1. Albro adequately alleged discriminatory treatment. A plaintiff properly pleads discriminatory treatment under Title VII when he alleges sufficient facts to make plausible that “(1) he is a member of a protected class; (2) he was qualified for his position; (3) he experienced an adverse employment action; and (4) similarly situated individuals outside his protected class were treated more favorably, or other circumstances surrounding the adverse employment action give rise to an inference of discrimination.” Peterson v. Hewlett-Packard Co., 358 F.3d 599, 603 (9th Cir. 2004). The parties do not dispute that Albro adequately pled the first three elements.
For the fourth element, Albro alleged that a colleague, Ephraim Washburn, continually attempted to recruit him to the LDS Church after Albro started working at the Navy's China Lake research facility. While Washburn succeeded in recruiting Albro's wife, Albro never joined and his wife later dissociated from the Church. Several years later, Washburn became Albro's direct supervisor. Albro alleges that at that point Washburn carried out a series of hostile actions against him because of Albro's resistance to joining the LDS Church. According to Albro, Washburn's discriminatory actions culminated in the Navy taking several adverse employment actions against him. For example, even though Albro alleges he was a valued worker, he learned that Navy management planned to reassign him “at Washburn's direction.” Albro further alleges that the Navy initiated an investigation into his workplace conduct “as a result of Washburn's influence and direction.” The investigation led to Albro's suspension, and the planned reassignment followed.
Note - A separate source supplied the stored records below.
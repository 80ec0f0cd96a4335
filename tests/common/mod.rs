#![allow(dead_code)]

use anyhow::Result;
use async_trait::async_trait;
use chrono::{DateTime, Duration, TimeZone, Utc};
use serde_json::Value;
use std::collections::{HashMap, HashSet, VecDeque};
use std::sync::Arc;
use tokio::sync::{Mutex, Notify};

use shiftbridge::config::EngineSettings;
use shiftbridge::db::{self, cache, directory, Pool, SqliteStore};
use shiftbridge::gateway::{
    AvailabilityModel, FrontEnd, GatewayResult, OpenShiftCommand, SwapCommand, WfmActions,
    WfmQueries, WfmShift, WfmShiftSource,
};
use shiftbridge::handlers::{Dispatcher, Services};
use shiftbridge::model::{
    ChangeBatch, ChangeItem, Connection, EmployeeRecord, HttpMethod, ScheduleId, ScheduleKind,
    ShiftRecord,
};

pub const TEAM: &str = "team-1";

pub fn settings() -> EngineSettings {
    EngineSettings {
        lease_attempts: 50,
        lease_retry: std::time::Duration::from_millis(5),
        lease_ttl_seconds: 30,
        ledger_recheck: std::time::Duration::from_millis(10),
        ledger_stale_seconds: 120,
        auto_approve_swaps: false,
        auto_approve_delay_seconds: 60,
    }
}

pub fn at(day: u32, hour: u32) -> DateTime<Utc> {
    Utc.with_ymd_and_hms(2024, 3, day, hour, 0, 0).unwrap()
}

pub fn shift(frontend_id: &str, wfm_id: &str, employee: &str, start: DateTime<Utc>) -> ShiftRecord {
    ShiftRecord {
        frontend_id: frontend_id.into(),
        wfm_id: wfm_id.into(),
        frontend_employee_id: employee.into(),
        wfm_employee_id: format!("w{employee}"),
        start,
        end: start + Duration::hours(8),
        quantity: 1,
        department: None,
    }
}

pub fn employee(frontend_id: &str) -> EmployeeRecord {
    EmployeeRecord {
        frontend_id: frontend_id.into(),
        wfm_id: format!("w{frontend_id}"),
        login_name: format!("{frontend_id}@example.com"),
        display_name: None,
    }
}

pub fn item(id: &str, method: HttpMethod, url: &str, body: Option<Value>) -> ChangeItem {
    ChangeItem {
        id: id.into(),
        method,
        url: url.into(),
        body,
    }
}

pub fn batch(items: Vec<ChangeItem>) -> ChangeBatch {
    ChangeBatch { requests: items }
}

pub async fn seed_directory(pool: &Pool, employees: &[&str]) {
    for id in employees {
        directory::upsert_employee(pool, &employee(id)).await.unwrap();
    }
    directory::upsert_connection(
        pool,
        &Connection {
            team_id: TEAM.into(),
            wfm_bu_id: "bu-1".into(),
            time_zone_id: "UTC".into(),
            enabled: true,
        },
    )
    .await
    .unwrap();
}

pub async fn seed_shifts(pool: &Pool, schedule: &ScheduleId, records: &[ShiftRecord]) {
    for record in records {
        let record = record.clone();
        cache::update(pool, &settings(), schedule, record.week_start(), |leased| {
            leased.upsert(record.clone())
        })
        .await
        .unwrap();
    }
}

pub async fn cached(pool: &Pool, schedule: &ScheduleId, frontend_id: &str) -> Option<ShiftRecord> {
    cache::find_shift(pool, schedule, frontend_id).await.unwrap()
}

#[derive(Debug, Clone, PartialEq, Eq)]
pub struct WfmCall {
    pub action: String,
    pub approve: Option<bool>,
}

/// Records every WFM call and answers from a script, defaulting to success.
#[derive(Clone, Default)]
pub struct RecordingWfm {
    responses: Arc<Mutex<VecDeque<Result<GatewayResult>>>>,
    calls: Arc<Mutex<Vec<WfmCall>>>,
    targets: Arc<Mutex<Vec<String>>>,
    gate: Option<Arc<Notify>>,
}

impl RecordingWfm {
    pub fn with_responses(responses: Vec<Result<GatewayResult>>) -> Self {
        Self {
            responses: Arc::new(Mutex::new(VecDeque::from(responses))),
            ..Default::default()
        }
    }

    /// Calls block until the returned handle is notified.
    pub fn gated(responses: Vec<Result<GatewayResult>>) -> (Self, Arc<Notify>) {
        let gate = Arc::new(Notify::new());
        (
            Self {
                gate: Some(gate.clone()),
                ..Self::with_responses(responses)
            },
            gate,
        )
    }

    pub async fn set_targets(&self, targets: &[&str]) {
        *self.targets.lock().await = targets.iter().map(|s| s.to_string()).collect();
    }

    pub async fn calls(&self) -> Vec<WfmCall> {
        self.calls.lock().await.clone()
    }

    pub async fn actions(&self) -> Vec<String> {
        self.calls().await.into_iter().map(|c| c.action).collect()
    }

    async fn record(&self, action: &str, approve: Option<bool>) -> Result<GatewayResult> {
        self.calls.lock().await.push(WfmCall {
            action: action.to_string(),
            approve,
        });
        if let Some(gate) = &self.gate {
            gate.notified().await;
        }
        let mut guard = self.responses.lock().await;
        guard.pop_front().unwrap_or_else(|| Ok(GatewayResult::ok()))
    }
}

#[async_trait]
impl WfmActions for RecordingWfm {
    async fn create_shift_swap(&self, _cmd: &SwapCommand) -> Result<GatewayResult> {
        self.record("create_shift_swap", None).await
    }

    async fn recipient_approve_swap(&self, _cmd: &SwapCommand, approve: bool) -> Result<GatewayResult> {
        self.record("recipient_approve_swap", Some(approve)).await
    }

    async fn manager_approve_swap(&self, _cmd: &SwapCommand, approve: bool) -> Result<GatewayResult> {
        self.record("manager_approve_swap", Some(approve)).await
    }

    async fn cancel_swap(&self, _cmd: &SwapCommand) -> Result<GatewayResult> {
        self.record("cancel_swap", None).await
    }

    async fn create_open_shift_request(&self, _cmd: &OpenShiftCommand) -> Result<GatewayResult> {
        self.record("create_open_shift_request", None).await
    }

    async fn manager_approve_open_shift_request(
        &self,
        _cmd: &OpenShiftCommand,
        approve: bool,
    ) -> Result<GatewayResult> {
        self.record("manager_approve_open_shift_request", Some(approve))
            .await
    }

    async fn cancel_open_shift_request(&self, _cmd: &OpenShiftCommand) -> Result<GatewayResult> {
        self.record("cancel_open_shift_request", None).await
    }

    async fn manager_assign_open_shift(
        &self,
        _bu_id: &str,
        _open_shift: &ShiftRecord,
        _manager: Option<&EmployeeRecord>,
        _employee: &EmployeeRecord,
    ) -> Result<GatewayResult> {
        self.record("manager_assign_open_shift", None).await
    }

    async fn update_employee_availability(&self, _model: &AvailabilityModel) -> Result<GatewayResult> {
        self.record("update_employee_availability", None).await
    }
}

#[async_trait]
impl WfmQueries for RecordingWfm {
    async fn get_eligible_swap_targets(
        &self,
        _shift: &ShiftRecord,
        _employee: &EmployeeRecord,
        _bu_id: &str,
    ) -> Result<Vec<String>> {
        self.calls.lock().await.push(WfmCall {
            action: "get_eligible_swap_targets".into(),
            approve: None,
        });
        Ok(self.targets.lock().await.clone())
    }
}

/// Serves a fixed set of WFM entities per schedule kind.
#[derive(Clone, Default)]
pub struct StaticSource {
    shifts: Arc<Mutex<HashMap<&'static str, Vec<WfmShift>>>>,
}

impl StaticSource {
    pub async fn set(&self, kind: ScheduleKind, shifts: Vec<WfmShift>) {
        self.shifts.lock().await.insert(kind.as_str(), shifts);
    }
}

#[async_trait]
impl WfmShiftSource for StaticSource {
    async fn list_shifts(
        &self,
        _bu_id: &str,
        kind: ScheduleKind,
        start: DateTime<Utc>,
        end: DateTime<Utc>,
    ) -> Result<Vec<WfmShift>> {
        let guard = self.shifts.lock().await;
        Ok(guard
            .get(kind.as_str())
            .map(|all| {
                all.iter()
                    .filter(|s| s.start >= start && s.start < end)
                    .cloned()
                    .collect()
            })
            .unwrap_or_default())
    }
}

#[derive(Debug, Clone, PartialEq, Eq)]
pub enum FrontEndCall {
    Approve { request_id: String },
    Share,
    Upsert { wfm_id: String, frontend_id: String },
    Delete { frontend_id: String },
}

/// Front-end double: new shifts get `fe-{wfm_id}`; ids in `refuse` fail.
#[derive(Clone, Default)]
pub struct RecordingFrontEnd {
    calls: Arc<Mutex<Vec<FrontEndCall>>>,
    refuse: Arc<Mutex<HashSet<String>>>,
    fail_approvals: Arc<Mutex<usize>>,
}

impl RecordingFrontEnd {
    pub async fn refuse(&self, wfm_id: &str) {
        self.refuse.lock().await.insert(wfm_id.to_string());
    }

    pub async fn fail_next_approvals(&self, n: usize) {
        *self.fail_approvals.lock().await = n;
    }

    pub async fn calls(&self) -> Vec<FrontEndCall> {
        self.calls.lock().await.clone()
    }
}

#[async_trait]
impl FrontEnd for RecordingFrontEnd {
    async fn approve_swap_request(&self, _team_id: &str, request_id: &str, _message: &str) -> Result<()> {
        let mut failing = self.fail_approvals.lock().await;
        if *failing > 0 {
            *failing -= 1;
            return Err(anyhow::anyhow!("front end unavailable"));
        }
        self.calls.lock().await.push(FrontEndCall::Approve {
            request_id: request_id.to_string(),
        });
        Ok(())
    }

    async fn share_schedule(&self, _team_id: &str, _start: DateTime<Utc>, _end: DateTime<Utc>) -> Result<()> {
        self.calls.lock().await.push(FrontEndCall::Share);
        Ok(())
    }

    async fn upsert_shift(&self, _team_id: &str, _kind: ScheduleKind, record: &ShiftRecord) -> Result<String> {
        if self.refuse.lock().await.contains(&record.wfm_id) {
            return Err(anyhow::anyhow!("refused {}", record.wfm_id));
        }
        let frontend_id = if record.frontend_id.is_empty() {
            format!("fe-{}", record.wfm_id)
        } else {
            record.frontend_id.clone()
        };
        self.calls.lock().await.push(FrontEndCall::Upsert {
            wfm_id: record.wfm_id.clone(),
            frontend_id: frontend_id.clone(),
        });
        Ok(frontend_id)
    }

    async fn delete_shift(&self, _team_id: &str, _kind: ScheduleKind, frontend_id: &str) -> Result<()> {
        self.calls.lock().await.push(FrontEndCall::Delete {
            frontend_id: frontend_id.to_string(),
        });
        Ok(())
    }
}

pub struct Harness {
    pub pool: Pool,
    pub wfm: RecordingWfm,
    pub dispatcher: Dispatcher,
}

pub async fn harness_with(wfm: RecordingWfm, settings: EngineSettings) -> Harness {
    let pool = db::memory_pool().await.unwrap();
    let store = Arc::new(SqliteStore::new(pool.clone()));
    let shared = Arc::new(wfm.clone());
    let services = Services {
        pool: pool.clone(),
        settings,
        wfm: shared.clone(),
        queries: shared,
        directory: store.clone(),
        connections: store.clone(),
        scheduler: store.clone(),
        requests: store,
    };
    Harness {
        pool,
        wfm,
        dispatcher: Dispatcher::new(services),
    }
}

pub async fn harness(wfm: RecordingWfm) -> Harness {
    harness_with(wfm, settings()).await
}
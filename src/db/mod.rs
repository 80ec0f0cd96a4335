//! Database module: SQLite-backed shared state.
//!
//! - `cache`: week-partitioned correlation snapshots guarded by leases.
//! - `ledger`: per-transaction, per-actor idempotency records.
//! - `directory`: employees, team connections and the raw request cache.
//! - `deferred`: delayed follow-up actions drained by the worker loop.
//!
//! Everything else in the crate treats these as the only mutable shared state.

pub mod cache;
pub mod deferred;
pub mod directory;
pub mod ledger;

use anyhow::Result;
use sqlx::sqlite::SqlitePoolOptions;
use sqlx::SqlitePool;

pub use cache::{CorrelationSnapshot, LeasedSnapshot};
pub use directory::SqliteStore;
pub use ledger::{BeginOutcome, TransactionLedgerEntry};

pub type Pool = SqlitePool;

pub async fn init_pool(database_url: &str) -> Result<Pool> {
    let normalized = prepare_sqlite_url(database_url);
    let pool = SqlitePool::connect(&normalized).await?;
    // Enable WAL and stricter durability.
    sqlx::query("PRAGMA journal_mode=WAL;")
        .execute(&pool)
        .await?;
    sqlx::query("PRAGMA synchronous=FULL;")
        .execute(&pool)
        .await?;
    Ok(pool)
}

/// Single-connection in-memory pool with migrations applied.
pub async fn memory_pool() -> Result<Pool> {
    let pool = SqlitePoolOptions::new()
        .max_connections(1)
        .connect("sqlite::memory:")
        .await?;
    run_migrations(&pool).await?;
    Ok(pool)
}

/// If using a file-backed SQLite URL, expand a leading `~/` and ensure the parent
/// directory exists. Leaves in-memory URLs untouched. Returns possibly-updated URL.
fn prepare_sqlite_url(url: &str) -> String {
    if !url.starts_with("sqlite:") || url.starts_with("sqlite::memory") {
        return url.to_string();
    }

    let rest = &url["sqlite:".len()..];
    let path_with_query = rest.strip_prefix("//").unwrap_or(rest);
    let (path_part, query_part) = match path_with_query.split_once('?') {
        Some((p, q)) => (p, Some(q)),
        None => (path_with_query, None),
    };
    if path_part.is_empty() {
        return url.to_string();
    }

    let expanded_path = match (path_part.strip_prefix("~/"), std::env::var("HOME")) {
        (Some(rest), Ok(home)) => format!("{}/{}", home.trim_end_matches('/'), rest),
        _ => path_part.to_string(),
    };

    if let Some(parent) = std::path::Path::new(&expanded_path).parent() {
        if !parent.as_os_str().is_empty() {
            let _ = std::fs::create_dir_all(parent);
        }
    }

    let mut rebuilt = String::from("sqlite://");
    rebuilt.push_str(&expanded_path);
    match query_part {
        Some(q) => {
            rebuilt.push('?');
            rebuilt.push_str(q);
        }
        None => rebuilt.push_str("?mode=rwc"),
    }
    rebuilt
}

pub async fn run_migrations(pool: &Pool) -> Result<()> {
    sqlx::migrate!("./migrations").run(pool).await?;
    Ok(())
}
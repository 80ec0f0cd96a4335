use anyhow::Result;
use async_trait::async_trait;
use tracing::{info, instrument, warn};

use super::{change_request_not_found, connection, employee, parse_body, ChangeHandler, HandlerRequest, Services};
use crate::classify::{ClassifiedItem, Route};
use crate::gateway::AvailabilityModel;
use crate::model::{ChangeOutcome, HttpMethod, ShiftPreferenceBody};

/// `PUT /users/{userId}/settings/shiftPreferences`: push the user's
/// availability to the WFM side.
pub struct UpdateShiftPreferences;

#[async_trait]
impl ChangeHandler for UpdateShiftPreferences {
    fn name(&self) -> &'static str {
        "update_shift_preferences"
    }

    fn can_handle(&self, items: &[ClassifiedItem<'_>]) -> Option<usize> {
        items.iter().position(|i| {
            matches!(i.route, Route::ShiftPreferences { .. })
                && matches!(i.method(), HttpMethod::Put | HttpMethod::Patch)
        })
    }

    #[instrument(skip_all, fields(team_id = request.team_id))]
    async fn handle(&self, services: &Services, request: &HandlerRequest<'_>) -> Result<ChangeOutcome> {
        let Route::ShiftPreferences { user_id } = &request.matched.route else {
            return Ok(change_request_not_found(&request.matched.item.id));
        };
        let Some(body) = parse_body::<ShiftPreferenceBody>(request.matched) else {
            return Ok(change_request_not_found(&request.matched.item.id));
        };
        let employee = resolve!(employee(services, user_id).await?);
        let connection = resolve!(connection(services, request.team_id).await?);

        let model = AvailabilityModel {
            bu_id: connection.wfm_bu_id,
            time_zone_id: connection.time_zone_id,
            employee,
            availability: body.availability,
        };
        let result = services.wfm.update_employee_availability(&model).await?;
        if result.success {
            info!(user_id = %user_id, "availability updated");
        } else {
            warn!(user_id = %user_id, code = ?result.error_code, "WFM rejected availability update");
        }
        Ok(ChangeOutcome::from(&result.to_cached()))
    }
}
Albro's FAC alleges “enough facts to state a claim to relief that is plausible on its face.” Bell Atl. Corp. v. Twombly, 550 U.S. 544, 570, 127 S.Ct. 1955, 167 L.Ed.2d 929 (2007). Although the Navy argues that Albro's allegations of Washburn's involvement in Albro's reassignment and suspension are conclusory, those allegations are neither “legal conclusions” nor “[t]hreadbare recitals of the elements.” Ashcroft v. Iqbal, 556 U.S. 662, 678, 129 S.Ct. 1937, 173 L.Ed.2d 868 (2009). Given the substantial history of Albro's adverse interactions with Washburn concerning the LDS Church and Washburn's later supervisory role over Albro, Albro has plausibly alleged he suffered discriminatory treatment.
2. Albro's retaliation claim, however, is not adequately alleged. To plead a retaliation claim, Albro was required to allege “(1) involvement in protected activity ․, (2) an adverse employment action, and (3) a causal link between the protected activity and the adverse action.” Freitag v. Ayers, 468 F.3d 528, 541 (9th Cir. 2006). The employee's protected conduct must be a but-for cause of the allegedly retaliatory action. Westendorf v. W. Coast Contractors of Nev., Inc., 712 F.3d 417, 422 (9th Cir. 2013).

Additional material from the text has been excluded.